Prepaid Expenses. The Trust records an asset for prepaid expenses that are expected to provide the Trust with benefits over a period of one year or longer, and amortizes the amount over the applicable service period.

Deposits.  The Trust places cash deposits from time to time with transaction or financing counterparties.  During the third quarter of 2013, a deposit of $5,000 previously placed with a bank in the second quarter was applied towards the closing costs related to PWSS’ $750,000 term loan (See Note 3).

Other Assets. During 2012, the Trust capitalized approximately $45,000 of expenses related to its shelf registration statement on Form S-3 and $4,000 of expenses related to a bridge loan.  During the nine months ended September 30, 2013, the Trust capitalized approximately $68,000 of expenses related to a prospectus supplement to its S-3 shelf registration statement. The Trust expects to amortize the capitalized expenses related to it shelf registration statement and prospectus supplement proportionately based on the amount of securities issued (See Note 4 – Shelf Registration Statement and ATM Equity Offering).  Remaining capitalized expenses of approximately $2,000 related to the December 2012 bridge loan were expensed during the third quarter as part of a refinancing.  During the third quarter, approximately $27,000 of expenses was capitalized related to PWSS’ term loan, which will be amortized using the straight-line method over the term of the loan.
 
Land. Land is carried at cost. Newly acquired investments in land with in-place leases are accounted for as business combinations in accordance with Accounting Standards Codification (“ASC”) Topic 805 “Business Combinations.” Upon the acquisition of land, management assesses the fair value of acquired assets (including land, improvements, and identified intangibles such as above and below market leases and acquired in-place leases) and acquired and assumed liabilities (if any) and allocates the acquisition price based on these assessments. Newly acquired investments in land without in-place leases are recorded at cost (including costs related to the acquisition of the land).

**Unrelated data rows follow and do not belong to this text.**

//! # Storefront RS
//!
//! Small e-commerce storefront: catalog, per-user carts, checkout through
//! Stripe's hosted payment page, and webhook-driven order finalization.
//!
//! ## Usage
//!
//! ```bash
//! # Set environment variables
//! export STRIPE_SECRET_KEY=sk_test_...
//! export STRIPE_WEBHOOK_SECRET=whsec_...
//! export AUTH_TOKEN_SECRET=...
//!
//! # Run the server
//! storefront
//! ```

use store_api::{routes, state::AppState};
use tracing::{info, Level};
use tracing_subscriber::{fmt, prelude::*, EnvFilter};

#[tokio::main]
async fn main() -> anyhow::Result<()> {
    tracing_subscriber::registry()
        .with(fmt::layer())
        .with(
            EnvFilter::builder()
                .with_default_directive(Level::INFO.into())
                .from_env_lossy(),
        )
        .init();

    let state = AppState::new()?;

    let addr = state.config.socket_addr();
    let is_prod = state.config.is_production();

    info!("Environment: {}", state.config.environment);
    info!("Currency: {}", state.config.currency);
    info!(
        "Products loaded: {}",
        state.catalog.read().await.products.len()
    );
    info!("Payment provider: {}", state.provider.provider_name());

    let app = routes::create_router(state);

    info!("Storefront starting on http://{}", addr);

    if !is_prod {
        info!("Catalog:  GET  http://{}/products", addr);
        info!("Checkout: POST http://{}/checkout", addr);
        info!("Webhook:  POST http://{}/webhook/stripe", addr);
    }

    let listener = tokio::net::TcpListener::bind(addr).await?;
    axum::serve(listener, app).await?;

    Ok(())
}
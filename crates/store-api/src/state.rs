//! # Application State
//!
//! Shared state for the axum application: the in-process stores behind
//! their locks, the payment provider, and configuration. Every handler
//! takes a lock for exactly one store operation, which is the only
//! consistency mechanism the storefront has — no multi-operation
//! transaction wraps a read-then-increment across requests.

use crate::auth::{TokenSigner, UserDirectory};
use std::sync::Arc;
use store_core::{
    BoxedPaymentProvider, CartLedger, CheckoutUrls, Currency, OrderBook, ProductCatalog,
};
use store_stripe::StripeCheckout;
use tokio::sync::RwLock;

/// Application configuration
#[derive(Debug, Clone)]
pub struct AppConfig {
    /// Host to bind to
    pub host: String,
    /// Port to listen on
    pub port: u16,
    /// Base URL for provider redirect targets
    pub base_url: String,
    /// Environment (development, staging, production)
    pub environment: String,
    /// The single currency all payment sessions use
    pub currency: Currency,
    /// Secret for signing identity tokens
    pub token_secret: String,
    /// Identity token lifetime, in minutes
    pub token_ttl_minutes: i64,
}

impl AppConfig {
    /// Load from environment variables
    pub fn from_env() -> Self {
        dotenvy::dotenv().ok();

        Self {
            host: std::env::var("HOST").unwrap_or_else(|_| "127.0.0.1".to_string()),
            port: std::env::var("PORT")
                .ok()
                .and_then(|p| p.parse().ok())
                .unwrap_or(8080),
            base_url: std::env::var("BASE_URL")
                .unwrap_or_else(|_| "http://localhost:8080".to_string()),
            environment: std::env::var("ENVIRONMENT")
                .unwrap_or_else(|_| "development".to_string()),
            currency: std::env::var("CURRENCY")
                .ok()
                .and_then(|c| Currency::from_code(&c))
                .unwrap_or_default(),
            token_secret: std::env::var("AUTH_TOKEN_SECRET")
                .unwrap_or_else(|_| "dev-only-token-secret".to_string()),
            token_ttl_minutes: std::env::var("AUTH_TOKEN_TTL_MINUTES")
                .ok()
                .and_then(|v| v.parse().ok())
                .unwrap_or(30),
        }
    }

    /// Get the socket address to bind to
    pub fn socket_addr(&self) -> std::net::SocketAddr {
        format!("{}:{}", self.host, self.port)
            .parse()
            .expect("Invalid socket address")
    }

    /// Check if running in production
    pub fn is_production(&self) -> bool {
        self.environment == "production"
    }
}

impl Default for AppConfig {
    fn default() -> Self {
        Self::from_env()
    }
}

/// Shared application state
#[derive(Clone)]
pub struct AppState {
    /// Product catalog (seeded from config, Admin/Seller-mutable)
    pub catalog: Arc<RwLock<ProductCatalog>>,
    /// Cart ledger
    pub ledger: Arc<RwLock<CartLedger>>,
    /// Order book
    pub orders: Arc<RwLock<OrderBook>>,
    /// Registered users
    pub users: Arc<RwLock<UserDirectory>>,
    /// Payment provider
    pub provider: BoxedPaymentProvider,
    /// Provider redirect targets
    pub urls: CheckoutUrls,
    /// Identity token signer
    pub tokens: TokenSigner,
    /// Application config
    pub config: AppConfig,
}

impl AppState {
    /// Create the production state: env config, seeded catalog, Stripe
    pub fn new() -> anyhow::Result<Self> {
        let config = AppConfig::from_env();
        let catalog = load_product_catalog()?;

        let provider = StripeCheckout::from_env()
            .map_err(|e| anyhow::anyhow!("Failed to initialize Stripe: {}", e))?;

        Ok(Self::with_parts(config, catalog, Arc::new(provider)))
    }

    /// Assemble state from explicit parts (also the test entry point)
    pub fn with_parts(
        config: AppConfig,
        catalog: ProductCatalog,
        provider: BoxedPaymentProvider,
    ) -> Self {
        let urls = CheckoutUrls::new(&config.base_url);
        let tokens = TokenSigner::new(&config.token_secret, config.token_ttl_minutes);

        Self {
            catalog: Arc::new(RwLock::new(catalog)),
            ledger: Arc::new(RwLock::new(CartLedger::new())),
            orders: Arc::new(RwLock::new(OrderBook::new())),
            users: Arc::new(RwLock::new(UserDirectory::new())),
            provider,
            urls,
            tokens,
            config,
        }
    }
}

/// Load the seed catalog from config/products.toml
fn load_product_catalog() -> anyhow::Result<ProductCatalog> {
    let config_paths = [
        "config/products.toml",
        "../config/products.toml",
        "../../config/products.toml",
    ];

    for path in config_paths {
        if let Ok(content) = std::fs::read_to_string(path) {
            let catalog = ProductCatalog::from_toml(&content)
                .map_err(|e| anyhow::anyhow!("Failed to parse {}: {}", path, e))?;
            tracing::info!("Loaded {} products from {}", catalog.products.len(), path);
            return Ok(catalog);
        }
    }

    tracing::warn!("No product catalog found, starting empty");
    Ok(ProductCatalog::new())
}

#[cfg(test)]
mod tests {
    use super::*;

    #[test]
    fn test_app_config_defaults() {
        std::env::remove_var("HOST");
        std::env::remove_var("PORT");
        std::env::remove_var("BASE_URL");
        std::env::remove_var("CURRENCY");

        let config = AppConfig::from_env();
        assert_eq!(config.host, "127.0.0.1");
        assert_eq!(config.port, 8080);
        assert_eq!(config.currency, Currency::USD);
        assert_eq!(config.token_ttl_minutes, 30);
    }

    #[test]
    fn test_socket_addr() {
        let config = AppConfig {
            host: "0.0.0.0".to_string(),
            port: 3000,
            base_url: "http://localhost:3000".to_string(),
            environment: "test".to_string(),
            currency: Currency::USD,
            token_secret: "secret".to_string(),
            token_ttl_minutes: 30,
        };

        assert_eq!(config.socket_addr().to_string(), "0.0.0.0:3000");
    }
}
use std::time::Duration as StdDuration;

use anyhow::Result;
use chrono::{Duration, NaiveDate};
use tokio::sync::mpsc;
use tokio_util::sync::CancellationToken;
use tracing::{debug, error, info, trace};

use activity_clock::ActivityClock;

use crate::{
    analytics::content_filter::note_word_count,
    config::RiverConfig,
    notes::{entities::SidecarStats, repository::NoteRepository},
    utils::clock::Clock,
};

pub mod activity_clock;
pub mod input;
pub mod shutdown;

/// Events produced by the editing surface.
#[derive(Debug, Clone, Copy, PartialEq, Eq)]
pub enum SessionEvent {
    Keystroke,
    /// The note was saved, typing time should be persisted too.
    Save,
}

/// A live writing session for one day. Keystrokes, saves and clock ticks are all handled by
/// [WritingSession::run] on a single task, so the activity state has exactly one writer.
pub struct WritingSession<R: NoteRepository> {
    repository: R,
    date: NaiveDate,
    activity: ActivityClock,
    time_provider: Box<dyn Clock>,
    tick_interval: StdDuration,
}

impl<R: NoteRepository> WritingSession<R> {
    /// Opens a session for the current day. Typing time continues from the day's sidecar, or
    /// from zero when the sidecar is missing or unreadable.
    pub async fn start(repository: R, time_provider: Box<dyn Clock>, config: &RiverConfig) -> Self {
        let now = time_provider.time();
        let date = now.date_naive();
        let seed = repository
            .read_sidecar(date)
            .await
            .map(|v| v.typing_time())
            .unwrap_or_else(Duration::zero);
        info!("Starting session for {date} with {}s recorded", seed.num_seconds());

        Self {
            repository,
            date,
            activity: ActivityClock::new(seed, now, config.idle_cutoff),
            time_provider,
            tick_interval: config.tick_interval,
        }
    }

    pub fn date(&self) -> NaiveDate {
        self.date
    }

    pub fn typing_time(&self) -> Duration {
        self.activity.accumulated()
    }

    /// Persists accumulated typing time together with the current word count of the note.
    pub async fn flush(&self) -> Result<SidecarStats> {
        let words = self
            .repository
            .read_note(self.date)
            .await?
            .map(|note| note_word_count(&note.text))
            .unwrap_or(0);
        let stats = SidecarStats::new(self.activity.accumulated(), words);
        self.repository.write_sidecar(self.date, stats).await?;
        Ok(stats)
    }

    /// Executes the session event loop until the event channel closes or `shutdown` is
    /// cancelled, then flushes one last time.
    pub async fn run(
        mut self,
        mut events: mpsc::Receiver<SessionEvent>,
        shutdown: CancellationToken,
    ) -> Result<SidecarStats> {
        let mut next_tick = self.time_provider.instant() + self.tick_interval;
        loop {
            tokio::select! {
                _ = shutdown.cancelled() => {
                    debug!("Session cancelled");
                    break;
                }
                event = events.recv() => match event {
                    Some(SessionEvent::Keystroke) => {
                        self.activity.keystroke(self.time_provider.time());
                    }
                    Some(SessionEvent::Save) => {
                        match self.flush().await {
                            Ok(stats) => debug!("Saved {stats:?}"),
                            // A failed save shouldn't end the session, the next one may succeed.
                            Err(e) => error!("Failed to save session stats {e:?}"),
                        }
                    }
                    None => {
                        debug!("Event source closed");
                        break;
                    }
                },
                _ = self.time_provider.sleep_until(next_tick) => {
                    next_tick += self.tick_interval;
                    let credited = self.activity.tick(self.time_provider.time());
                    trace!("Tick credited {}s", credited.num_seconds());
                }
            }
        }

        events.close();
        let stats = self.flush().await?;
        info!("Session for {} ended with {stats:?}", self.date);
        Ok(stats)
    }
}

#[cfg(test)]
mod tests {
    use std::{fs, time::Duration as StdDuration};

    use anyhow::Result;
    use async_trait::async_trait;
    use chrono::{DateTime, Local, NaiveDate, TimeZone};
    use tempfile::tempdir;
    use tokio::{sync::mpsc, time::Instant};
    use tokio_util::sync::CancellationToken;

    use super::{SessionEvent, WritingSession};
    use crate::{
        config::RiverConfig,
        notes::{
            entities::SidecarStats,
            repository::{FsNoteRepository, NoteRepository},
        },
        utils::{clock::Clock, logging::TEST_LOGGING},
    };

    const TEST_DATE: NaiveDate = NaiveDate::from_ymd_opt(2024, 1, 5).unwrap();

    #[derive(Clone)]
    struct TestClock {
        start_time: DateTime<Local>,
        reference: Instant,
    }

    impl TestClock {
        fn new() -> Self {
            let naive = TEST_DATE.and_hms_opt(12, 0, 0).unwrap();
            Self {
                start_time: Local.from_local_datetime(&naive).earliest().unwrap(),
                reference: Instant::now(),
            }
        }
    }

    #[async_trait]
    impl Clock for TestClock {
        fn time(&self) -> DateTime<Local> {
            self.start_time + self.reference.elapsed()
        }

        fn instant(&self) -> Instant {
            Instant::now()
        }

        async fn sleep_until(&self, instant: Instant) {
            tokio::time::sleep_until(instant).await;
        }
    }

    #[tokio::test(start_paused = true)]
    async fn test_session_accumulates_and_flushes_on_close() -> Result<()> {
        *TEST_LOGGING;
        let dir = tempdir()?;
        let repository = FsNoteRepository::new(dir.path().to_owned());
        fs::write(repository.note_path(TEST_DATE), "<!-- prompt -->\n\nhello world")?;
        repository
            .write_sidecar(
                TEST_DATE,
                SidecarStats {
                    typing_seconds: 100,
                    word_count: 0,
                },
            )
            .await?;

        let config = RiverConfig::new(dir.path().to_owned());
        let session = WritingSession::start(&repository, Box::new(TestClock::new()), &config).await;
        assert_eq!(session.date(), TEST_DATE);
        assert_eq!(session.typing_time().num_seconds(), 100);

        let (sender, receiver) = mpsc::channel(10);
        let (result, _) = tokio::join!(
            session.run(receiver, CancellationToken::new()),
            async move {
                tokio::time::sleep(StdDuration::from_secs(10)).await;
                sender.send(SessionEvent::Keystroke).await.unwrap();
                // Writer goes idle for longer than the cutoff before closing the editor.
                tokio::time::sleep(StdDuration::from_secs(100)).await;
                drop(sender);
            }
        );

        // Active from opening until 60 seconds after the keystroke at 10s.
        let expected = SidecarStats {
            typing_seconds: 169,
            word_count: 2,
        };
        assert_eq!(result?, expected);
        assert_eq!(repository.read_sidecar(TEST_DATE).await, Some(expected));
        Ok(())
    }

    #[tokio::test(start_paused = true)]
    async fn test_save_event_and_cancellation() -> Result<()> {
        let dir = tempdir()?;
        let repository = FsNoteRepository::new(dir.path().to_owned());
        fs::write(repository.note_path(TEST_DATE), "a b c")?;
        fs::write(dir.path().join(".stats-2024-01-05.toml"), "not toml at all")?;

        let config = RiverConfig::new(dir.path().to_owned());
        let session = WritingSession::start(&repository, Box::new(TestClock::new()), &config).await;
        assert_eq!(session.typing_time().num_seconds(), 0);

        let shutdown = CancellationToken::new();
        let (sender, receiver) = mpsc::channel(10);
        let (result, saved) = tokio::join!(session.run(receiver, shutdown.clone()), async {
            tokio::time::sleep(StdDuration::from_millis(5500)).await;
            sender.send(SessionEvent::Save).await.unwrap();
            tokio::time::sleep(StdDuration::from_millis(100)).await;
            let saved = repository.read_sidecar(TEST_DATE).await;
            tokio::time::sleep(StdDuration::from_secs(3)).await;
            shutdown.cancel();
            saved
        });

        assert_eq!(
            saved,
            Some(SidecarStats {
                typing_seconds: 5,
                word_count: 3,
            })
        );
        assert_eq!(result?.typing_seconds, 8);
        Ok(())
    }

    #[tokio::test(start_paused = true)]
    async fn test_missing_note_flushes_zero_words() -> Result<()> {
        let dir = tempdir()?;
        let repository = FsNoteRepository::new(dir.path().join("fresh"));
        let config = RiverConfig::new(dir.path().join("fresh"));
        let session = WritingSession::start(&repository, Box::new(TestClock::new()), &config).await;

        let stats = session.flush().await?;
        assert_eq!(stats, SidecarStats::default());
        assert_eq!(repository.read_sidecar(TEST_DATE).await, Some(stats));
        Ok(())
    }
}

Net Investment in Capital Lease – Railroad. P&WV’s net investment in its leased railroad property, recognizing the lessee’s perpetual renewal options, was estimated to have a current value of $9,150,000, assuming an implicit interest rate of 10%.

Operating Leases. Lease revenue from land that is subject to an operating lease with rent escalation provisions is recorded by the Trust on a straight-line basis when the amount of escalation in lease payments is known at the time the Trust enters into a lease agreement or known at the time the Trust assumes an existing lease agreement as part of a land acquisition (e.g. an annual fixed percentage escalation).

Fair Value. Fair value represents the exchange price that would be received for an asset or paid to transfer a liability (an exit price) in the principal or most advantageous market for the asset or liability in an orderly transaction between market participants on the measurement date. The Trust measures its financial assets and liabilities in three levels, based on the markets in which the assets and liabilities are traded and the reliability of the assumptions used to determine fair value.

  
Level 1—valuations for assets and liabilities traded in active exchange markets, or interest in open-end mutual funds that allow a company to sell its ownership interest back at net asset value on a daily basis. Valuations are obtained from readily available pricing sources for market transactions involving identical assets, liabilities or funds.

  
Level 2—valuations for assets and liabilities traded in less active dealer or broker markets, such as quoted prices for similar assets or liabilities or quoted prices in markets that are not active and yield on debt that the company has recently received. Level 2 includes U.S. Treasury, U.S. government and agency debt securities, and certain corporate obligations. Valuations are usually obtained from third party pricing services for identical or comparable assets or liabilities.

  
Level 3—valuations for assets and liabilities that are derived from other valuation methodologies, such as option pricing models, discounted cash flow models and similar techniques, and not based on market exchange, dealer or broker traded transactions. Level 3 valuations incorporate certain assumptions and projections in determining the fair value assigned to such assets or liabilities.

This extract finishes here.